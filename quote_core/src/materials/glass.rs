//! Glass Types and Densities
//!
//! Glass configurations offered by the estimator, with the base density
//! table keyed by nominal pane thickness.
//!
//! Double-glazed units are a special case: the sealed 24 mm unit has a fixed
//! nominal density of 22 kg/m² no matter what the thickness field says, so
//! the thickness input is ignored for that type.

use serde::{Deserialize, Serialize};

use crate::errors::{QuoteError, QuoteResult};

/// Base glass density by nominal thickness (mm, kg/m²)
pub const GLASS_DENSITY_TABLE: [(u32, f64); 4] = [
    (4, 10.0),
    (5, 12.5),
    (6, 15.0),
    (DOUBLE_GLAZED_THICKNESS_MM, DOUBLE_GLAZED_DENSITY_KG_M2),
];

/// Nominal thickness of a sealed double-glazed unit (mm)
pub const DOUBLE_GLAZED_THICKNESS_MM: u32 = 24;

/// Fixed density of a sealed double-glazed unit (kg/m²)
pub const DOUBLE_GLAZED_DENSITY_KG_M2: f64 = 22.0;

/// Linear fallback for thicknesses without a table entry (kg/m² per mm)
pub const GLASS_DENSITY_PER_MM: f64 = 2.5;

/// Glass configurations
#[derive(Debug, Clone, Copy, PartialEq, Eq, Hash, Serialize, Deserialize)]
pub enum GlassType {
    /// Plain annealed float glass
    Clear,
    /// Tempered safety glass (heavier per unit area)
    Toughened,
    /// Solar-reflective coated glass
    Reflective,
    /// Sealed insulating unit, fixed 24 mm nominal
    DoubleGlazed,
}

impl GlassType {
    /// All glass types for UI selection
    pub const ALL: [GlassType; 4] = [
        GlassType::Clear,
        GlassType::Toughened,
        GlassType::Reflective,
        GlassType::DoubleGlazed,
    ];

    /// Weight multiplier applied on top of the base density
    pub fn weight_factor(&self) -> f64 {
        match self {
            GlassType::Toughened => 1.1,
            GlassType::Reflective => 1.05,
            GlassType::Clear | GlassType::DoubleGlazed => 1.0,
        }
    }

    /// Parse from common string representations
    pub fn from_str_flexible(s: &str) -> QuoteResult<Self> {
        match s.trim().to_uppercase().replace([' ', '-', '_'], "").as_str() {
            "CLEAR" | "PLAIN" | "FLOAT" => Ok(GlassType::Clear),
            "TOUGHENED" | "TEMPERED" => Ok(GlassType::Toughened),
            "REFLECTIVE" | "SOLAR" => Ok(GlassType::Reflective),
            "DOUBLEGLAZED" | "DG" | "DGU" | "INSULATED" => Ok(GlassType::DoubleGlazed),
            _ => Err(QuoteError::material_not_found(s)),
        }
    }

    /// Get display name
    pub fn display_name(&self) -> &'static str {
        match self {
            GlassType::Clear => "Clear",
            GlassType::Toughened => "Toughened",
            GlassType::Reflective => "Reflective",
            GlassType::DoubleGlazed => "Double Glazed",
        }
    }
}

impl Default for GlassType {
    fn default() -> Self {
        GlassType::Clear
    }
}

impl std::fmt::Display for GlassType {
    fn fmt(&self, f: &mut std::fmt::Formatter<'_>) -> std::fmt::Result {
        write!(f, "{}", self.display_name())
    }
}

#[cfg(test)]
mod tests {
    use super::*;

    #[test]
    fn test_weight_factors() {
        assert_eq!(GlassType::Clear.weight_factor(), 1.0);
        assert_eq!(GlassType::Toughened.weight_factor(), 1.1);
        assert_eq!(GlassType::Reflective.weight_factor(), 1.05);
        assert_eq!(GlassType::DoubleGlazed.weight_factor(), 1.0);
    }

    #[test]
    fn test_from_str_flexible() {
        assert_eq!(
            GlassType::from_str_flexible("clear").unwrap(),
            GlassType::Clear
        );
        assert_eq!(
            GlassType::from_str_flexible("Tempered").unwrap(),
            GlassType::Toughened
        );
        assert_eq!(
            GlassType::from_str_flexible("double glazed").unwrap(),
            GlassType::DoubleGlazed
        );
        assert_eq!(
            GlassType::from_str_flexible("DGU").unwrap(),
            GlassType::DoubleGlazed
        );
        assert!(GlassType::from_str_flexible("frosted").is_err());
    }

    #[test]
    fn test_display_names() {
        assert_eq!(GlassType::DoubleGlazed.display_name(), "Double Glazed");
        assert_eq!(GlassType::Clear.to_string(), "Clear");
    }

    #[test]
    fn test_serialization() {
        let glass = GlassType::Toughened;
        let json = serde_json::to_string(&glass).unwrap();
        assert_eq!(json, "\"Toughened\"");

        let roundtrip: GlassType = serde_json::from_str(&json).unwrap();
        assert_eq!(glass, roundtrip);
    }

    #[test]
    fn test_density_table_covers_standard_panes() {
        let thicknesses: Vec<u32> = GLASS_DENSITY_TABLE.iter().map(|(t, _)| *t).collect();
        assert_eq!(thicknesses, vec![4, 5, 6, 24]);
    }
}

▶ _TASK REQUIREMENTS_:
What is the number of lines in this listing that contain the word "unit"? Answer with that number and nothing else.

▶ _ANSWER TO THIS EXERCISE_:
5